While San Mateo County education officials painted a laudatory picture of the state’s new school accountability system when it launched last week, a bit of time on the website provides a completely different picture altogether.
Dubbed the California School Dashboard, its aim was to provide more information on a variety of topics in response to not only new Common Core standards and the Smarter Balanced tests but also new categories in light of the state’s new Local Control Funding Formula.
A dashboard in essence provides useful data, how fast you are going, what level your fuel is, if your engine is running hot, what your revolutions per minute are and if you need to check your engine. Based on your situation, one indicator may be more meaningful for you than others, but it is an apt description for a variety of indicators based on levels of data.

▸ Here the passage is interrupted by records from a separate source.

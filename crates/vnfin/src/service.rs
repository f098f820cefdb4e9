//! Statement service tying a remote source to the normalization pipeline.

use std::sync::Arc;

use polars::prelude::DataFrame;
use tracing::{debug, info};

use vnfin_core::{Result, StatementRequest, StatementSource, StatementTable};
use vnfin_statement::{ReportingPolicy, normalize};

/// Fetches and normalizes financial statements.
///
/// The service owns a [`StatementSource`] and a [`ReportingPolicy`]. Each request
/// expands its fiscal periods, fetches values then metadata from the source and runs
/// the normalization pipeline over them. Nothing is cached between requests.
///
/// # Example
///
/// ```rust,ignore
/// use vnfin::{StatementRequest, StatementService};
///
/// let service = StatementService::with_vndirect();
/// let request = StatementRequest::from_tokens("VCB", "BS", "YEAR", 2)?;
/// let table = service.fetch_statement(&request).await?;
/// println!("{}", table.to_dataframe()?);
/// ```
#[derive(Clone)]
pub struct StatementService {
    source: Arc<dyn StatementSource>,
    policy: Arc<ReportingPolicy>,
}

impl std::fmt::Debug for StatementService {
    fn fmt(&self, f: &mut std::fmt::Formatter<'_>) -> std::fmt::Result {
        f.debug_struct("StatementService")
            .field("source", &self.source.name())
            .field("bank_symbols", &self.policy.bank_symbol_count())
            .finish()
    }
}

impl StatementService {
    /// Create a service over `source` with the default reporting policy.
    #[must_use]
    pub fn new(source: Arc<dyn StatementSource>) -> Self {
        debug!(provider = source.name(), "Registering statement source");
        Self {
            source,
            policy: Arc::new(ReportingPolicy::default()),
        }
    }

    /// Create a service backed by the public VNDirect API.
    #[cfg(feature = "vndirect")]
    #[must_use]
    pub fn with_vndirect() -> Self {
        Self::new(Arc::new(vnfin_vndirect::VndirectProvider::new()))
    }

    /// Replace the reporting policy.
    #[must_use]
    pub fn with_policy(mut self, policy: ReportingPolicy) -> Self {
        self.policy = Arc::new(policy);
        self
    }

    /// Returns the configured source.
    #[must_use]
    pub fn source(&self) -> &dyn StatementSource {
        self.source.as_ref()
    }

    /// Returns the reporting policy in use.
    #[must_use]
    pub fn policy(&self) -> &ReportingPolicy {
        &self.policy
    }

    /// Fetch one statement and run it through the normalization pipeline.
    ///
    /// An empty table is a successful outcome: the provider had nothing for the
    /// requested periods.
    ///
    /// # Errors
    ///
    /// Returns [`StatementError::InvalidParameter`](vnfin_core::StatementError::InvalidParameter)
    /// before any remote call if the request cannot be expanded, and propagates source
    /// failures unchanged.
    pub async fn fetch_statement(&self, request: &StatementRequest) -> Result<StatementTable> {
        let periods = request.periods()?;
        debug!(
            provider = self.source.name(),
            symbol = %request.symbol,
            statement_type = %request.statement_type,
            periods = periods.len(),
            "Fetching statement"
        );

        let values = self
            .source
            .fetch_values(
                &request.symbol,
                request.statement_type,
                request.period_kind,
                &periods,
            )
            .await?;
        let meta = self
            .source
            .fetch_meta(&request.symbol, request.statement_type)
            .await?;
        debug!(
            values = values.len(),
            meta = meta.len(),
            "Fetched raw statement records"
        );

        let table = normalize(request, &values, &meta, &self.policy)?;
        info!(
            symbol = %request.symbol,
            statement_type = %request.statement_type,
            class = ?self.policy.entity_class(&request.symbol),
            rows = table.len(),
            periods = table.periods().len(),
            "Normalized statement"
        );
        Ok(table)
    }

    /// Fetch one statement as a polars DataFrame.
    ///
    /// # Errors
    ///
    /// As [`fetch_statement`](Self::fetch_statement), plus
    /// [`StatementError::Frame`](vnfin_core::StatementError::Frame) if the frame cannot be
    /// built.
    pub async fn fetch_statement_frame(&self, request: &StatementRequest) -> Result<DataFrame> {
        self.fetch_statement(request).await?.to_dataframe()
    }
}

#[cfg(test)]
mod tests {
    use super::*;
    use async_trait::async_trait;
    use std::sync::atomic::{AtomicUsize, Ordering};
    use vnfin_core::{
        DataProvider, FiscalPeriod, LineItemMeta, PeriodKind, RawLineValue, StatementError,
        StatementType, Symbol,
    };

    #[derive(Debug, Default)]
    struct CountingSource {
        calls: AtomicUsize,
    }

    impl DataProvider for CountingSource {
        fn name(&self) -> &str {
            "Counting"
        }

        fn description(&self) -> &str {
            "Counts calls and returns nothing"
        }
    }

    #[async_trait]
    impl StatementSource for CountingSource {
        async fn fetch_values(
            &self,
            _symbol: &Symbol,
            _statement_type: StatementType,
            _period_kind: PeriodKind,
            _periods: &[FiscalPeriod],
        ) -> Result<Vec<RawLineValue>> {
            self.calls.fetch_add(1, Ordering::SeqCst);
            Ok(Vec::new())
        }

        async fn fetch_meta(
            &self,
            _symbol: &Symbol,
            _statement_type: StatementType,
        ) -> Result<Vec<LineItemMeta>> {
            self.calls.fetch_add(1, Ordering::SeqCst);
            Ok(Vec::new())
        }
    }

    #[test]
    fn test_service_debug() {
        let service = StatementService::new(Arc::new(CountingSource::default()));
        let debug = format!("{service:?}");
        assert!(debug.contains("Counting"));
        assert_eq!(service.source().name(), "Counting");
    }

    #[tokio::test]
    async fn test_empty_source_yields_empty_table() {
        let source = Arc::new(CountingSource::default());
        let service = StatementService::new(source.clone());
        let request =
            StatementRequest::new("FPT", StatementType::CashFlow, PeriodKind::Quarterly, 1)
                .unwrap();

        let table = service.fetch_statement(&request).await.unwrap();
        assert!(table.is_empty());
        assert_eq!(source.calls.load(Ordering::SeqCst), 2);
    }

    #[tokio::test]
    async fn test_invalid_lookback_fails_before_fetch() {
        let source = Arc::new(CountingSource::default());
        let service = StatementService::new(source.clone());
        let request = StatementRequest {
            symbol: Symbol::new("FPT"),
            statement_type: StatementType::BalanceSheet,
            period_kind: PeriodKind::Annual,
            lookback_years: 0,
        };

        let err = service.fetch_statement(&request).await.unwrap_err();
        assert!(matches!(err, StatementError::InvalidParameter(_)));
        assert_eq!(source.calls.load(Ordering::SeqCst), 0);
    }

    #[test]
    fn test_with_policy_replaces_bank_set() {
        let service = StatementService::new(Arc::new(CountingSource::default()))
            .with_policy(ReportingPolicy::default().with_bank_symbols(["FPT"]));
        assert!(service.policy().is_bank(&Symbol::new("FPT")));
        assert!(!service.policy().is_bank(&Symbol::new("VCB")));
    }
}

However, how the information is presented is problematic and even the icons for performance levels are initially confusing. Additionally, one cannot seem to search by school, but rather by district or grade levels like elementary or middle schools. The key for the icons shows that blue is the highest and red is the lowest with blue showing a complete five-piece fruit-like slice. As one goes down the icons, a piece of the fruit-like slice is missing, so green (the second-highest) has one piece missing, and yellow (the middle) has two pieces missing, orange (the second-lowest) has two pieces and red (the lowest) has but one slice. It makes it seem as if the missing pieces are indicative of a further level of data, but they are not. It would be simpler to just have dots of different colors without missing pieces or dots of the same color with missing pieces. This obscure performance level key can be overcome, but is indicative of the confusing and incomplete information on the site.

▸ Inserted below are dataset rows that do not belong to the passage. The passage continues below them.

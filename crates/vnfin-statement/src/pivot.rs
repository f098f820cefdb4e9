//! Pivot & merge: long provider records into one wide statement table.

use std::collections::{BTreeSet, HashMap, HashSet};

use tracing::{debug, warn};
use vnfin_core::{
    FiscalPeriod, LineItemMeta, PeriodKind, RawLineValue, Result, StatementRow, StatementTable,
};

/// Pivots raw values into one row per line item and joins the metadata onto them.
///
/// Rows follow `meta` order, including items that have no values. Values whose
/// item code has no metadata are dropped, since the row cannot be labeled. Period
/// columns are the distinct fiscal dates present in `values`, newest first. Absent
/// values stay `None`.
pub fn merge(
    values: &[RawLineValue],
    meta: &[LineItemMeta],
    period_kind: PeriodKind,
) -> Result<StatementTable> {
    let periods: Vec<FiscalPeriod> = values
        .iter()
        .map(|v| v.fiscal_date)
        .collect::<BTreeSet<_>>()
        .into_iter()
        .rev()
        .collect();
    let (pivot, duplicates) = pivot_cells(values, &periods);
    if duplicates > 0 {
        warn!(duplicates, "Duplicate values for item and period, keeping the last");
    }

    let known: HashSet<&str> = meta.iter().map(|m| m.item_code.as_str()).collect();
    let unlabeled = pivot.keys().filter(|code| !known.contains(*code)).count();
    if unlabeled > 0 {
        warn!(dropped = unlabeled, "Dropping items without metadata");
    }

    let rows = meta
        .iter()
        .map(|m| {
            let cells = pivot
                .get(m.item_code.as_str())
                .cloned()
                .unwrap_or_else(|| vec![None; periods.len()]);
            StatementRow::new(m.display_name.clone(), m.nesting_level, cells)
        })
        .collect();

    StatementTable::new(period_kind, periods, rows)
}

/// Pivots values into per-item cells aligned with `periods`.
///
/// Returns the cells and the number of records that repeated an (item, period)
/// pair already seen, whatever the earlier value was.
fn pivot_cells<'a>(
    values: &'a [RawLineValue],
    periods: &[FiscalPeriod],
) -> (HashMap<&'a str, Vec<Option<f64>>>, usize) {
    let column: HashMap<FiscalPeriod, usize> =
        periods.iter().enumerate().map(|(i, &p)| (p, i)).collect();

    let mut pivot: HashMap<&str, Vec<Option<f64>>> = HashMap::new();
    let mut seen: HashSet<(&str, FiscalPeriod)> = HashSet::new();
    let mut duplicates = 0;
    for value in values {
        let Some(&idx) = column.get(&value.fiscal_date) else {
            continue;
        };
        let code = value.item_code.as_str();
        if !seen.insert((code, value.fiscal_date)) {
            debug!(
                item_code = %value.item_code,
                fiscal_date = %value.fiscal_date,
                "Duplicate value for item and period"
            );
            duplicates += 1;
        }
        pivot
            .entry(code)
            .or_insert_with(|| vec![None; periods.len()])[idx] = value.numeric_value;
    }
    (pivot, duplicates)
}

#[cfg(test)]
mod tests {
    use super::*;

    fn period(s: &str) -> FiscalPeriod {
        s.parse().unwrap()
    }

    fn value(code: &str, date: &str, v: Option<f64>) -> RawLineValue {
        RawLineValue::new(code, period(date), v)
    }

    #[test]
    fn test_merge_pivots_newest_first() {
        let values = vec![
            value("100", "2023-12-31", Some(1.0)),
            value("100", "2024-12-31", Some(2.0)),
            value("200", "2023-12-31", Some(3.0)),
            value("200", "2024-12-31", Some(4.0)),
        ];
        let meta = vec![
            LineItemMeta::new("200", "Tài sản ngắn hạn", Some(1)),
            LineItemMeta::new("100", "TỔNG CỘNG TÀI SẢN", Some(0)),
        ];

        let table = merge(&values, &meta, PeriodKind::Annual).unwrap();

        assert_eq!(table.header(), ["Name", "Năm 2024", "Năm 2023"]);
        assert_eq!(table.names(), ["Tài sản ngắn hạn", "TỔNG CỘNG TÀI SẢN"]);
        assert_eq!(table.rows()[0].values, vec![Some(4.0), Some(3.0)]);
        assert_eq!(table.rows()[1].values, vec![Some(2.0), Some(1.0)]);
        assert_eq!(table.rows()[1].nesting_level, Some(0));
    }

    #[test]
    fn test_merge_keeps_missing_values_absent() {
        let values = vec![
            value("100", "2024-12-31", Some(5.0)),
            value("100", "2023-12-31", None),
            value("200", "2024-12-31", Some(7.0)),
        ];
        let meta = vec![
            LineItemMeta::new("100", "Tiền", Some(2)),
            LineItemMeta::new("200", "Hàng tồn kho", Some(2)),
            LineItemMeta::new("300", "Tài sản khác", Some(2)),
        ];

        let table = merge(&values, &meta, PeriodKind::Annual).unwrap();

        assert_eq!(table.rows()[0].values, vec![Some(5.0), None]);
        assert_eq!(table.rows()[1].values, vec![Some(7.0), None]);
        assert_eq!(table.rows()[2].values, vec![None, None]);
    }

    #[test]
    fn test_merge_drops_items_without_meta() {
        let values = vec![
            value("100", "2024-12-31", Some(1.0)),
            value("999", "2024-12-31", Some(9.0)),
        ];
        let meta = vec![LineItemMeta::new("100", "Tiền", Some(1))];

        let table = merge(&values, &meta, PeriodKind::Annual).unwrap();
        assert_eq!(table.len(), 1);
        assert_eq!(table.names(), ["Tiền"]);
    }

    #[test]
    fn test_merge_quarterly_labels() {
        let values = vec![
            value("1", "2024-03-31", Some(1.0)),
            value("1", "2024-06-30", Some(2.0)),
            value("1", "2023-12-31", Some(3.0)),
        ];
        let meta = vec![LineItemMeta::new("1", "Doanh thu", Some(1))];

        let table = merge(&values, &meta, PeriodKind::Quarterly).unwrap();
        assert_eq!(table.header(), ["Name", "Q2 2024", "Q1 2024", "Q4 2023"]);
        assert_eq!(table.rows()[0].values, vec![Some(2.0), Some(1.0), Some(3.0)]);
    }

    #[test]
    fn test_merge_duplicate_keeps_last() {
        let values = vec![
            value("1", "2024-12-31", Some(1.0)),
            value("1", "2024-12-31", Some(8.0)),
        ];
        let meta = vec![LineItemMeta::new("1", "Doanh thu", Some(1))];

        let table = merge(&values, &meta, PeriodKind::Annual).unwrap();
        assert_eq!(table.rows()[0].values, vec![Some(8.0)]);
    }

    #[test]
    fn test_duplicates_counted_even_after_null() {
        let values = vec![
            value("1", "2024-12-31", None),
            value("1", "2024-12-31", Some(8.0)),
            value("2", "2024-12-31", Some(1.0)),
            value("2", "2024-12-31", None),
        ];
        let periods = vec![period("2024-12-31")];

        let (cells, duplicates) = pivot_cells(&values, &periods);
        assert_eq!(duplicates, 2);
        assert_eq!(cells["1"], vec![Some(8.0)]);
        assert_eq!(cells["2"], vec![None]);
    }

    #[test]
    fn test_merge_without_values_is_empty() {
        let meta = vec![LineItemMeta::new("1", "Doanh thu", Some(1))];
        let table = merge(&[], &meta, PeriodKind::Annual).unwrap();
        assert_eq!(table.len(), 1);
        assert!(table.periods().is_empty());
        assert!(table.is_empty());

        let table = merge(&[], &[], PeriodKind::Annual).unwrap();
        assert!(table.is_empty());
    }
}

It is also difficult to discern what the levels are and if they are matched up to the colored fruit-like slice and how points above or below are determined and out of what larger number those points are taken out of. Say for instance, one wanted to determine how students with disabilities were doing in a particular school. There may not be a fruit-like slice attached to that data point and there may also be information that says the school’s status is very low, being 102.1 points below level 3, but with no indication what level 3 is and how many points it may be able to drop from one level to the next and what that might even mean.
There is also the issue that if one were to click detailed reports, where one might think more detailed information might be, there is something that reads “Coming Soon!” Granted, the site appears to be in a beta form with lots of N/As, so there could be some improvement once there is more detailed reports and more complete information.

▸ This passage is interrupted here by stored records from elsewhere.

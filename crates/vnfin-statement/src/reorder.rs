//! Entity-class row reordering.
//!
//! The generic pivot order places some bank statement rows away from where the
//! provider's canonical bank layout shows them. A fixed permutation per statement
//! type moves them back.

use tracing::debug;
use vnfin_core::{StatementTable, StatementType, Symbol};

use crate::policy::ReportingPolicy;

/// Reorders `table` in place if `symbol` has a permutation for `statement_type`.
///
/// Row contents are never changed. Tables with no applicable permutation pass
/// through untouched.
pub fn reorder(
    table: &mut StatementTable,
    symbol: &Symbol,
    statement_type: StatementType,
    policy: &ReportingPolicy,
) {
    let Some(permutation) = policy.permutation(symbol, statement_type) else {
        return;
    };

    if table.len() != permutation.len() {
        debug!(
            symbol = %symbol,
            statement = %statement_type,
            rows = table.len(),
            expected = permutation.len(),
            "Row count differs from the bank layout"
        );
    }
    table.reindex(&permutation.order_for(table.len()));
}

Also largely missing is any type of score. It used to be that you could see a school in the 800s and have a fairly good idea it’s a pretty good school. There are other factors that go into a school’s success, and a school in the 600s could also be good but have some outstanding factors. Exploring those outstanding factors and providing information on them is a good goal, but not when it dilutes the information for all.
The dashboard as it stands right now is fairly useless, and that could change once more information fills in. But the template also seems fairly poor as something parents may be able to use to see how their school is doing compared to other schools in the district or even other districts.
While relying on one number can be seen as an incomplete indicator, providing a poorly designed dashboard with little information from which to glean is worse.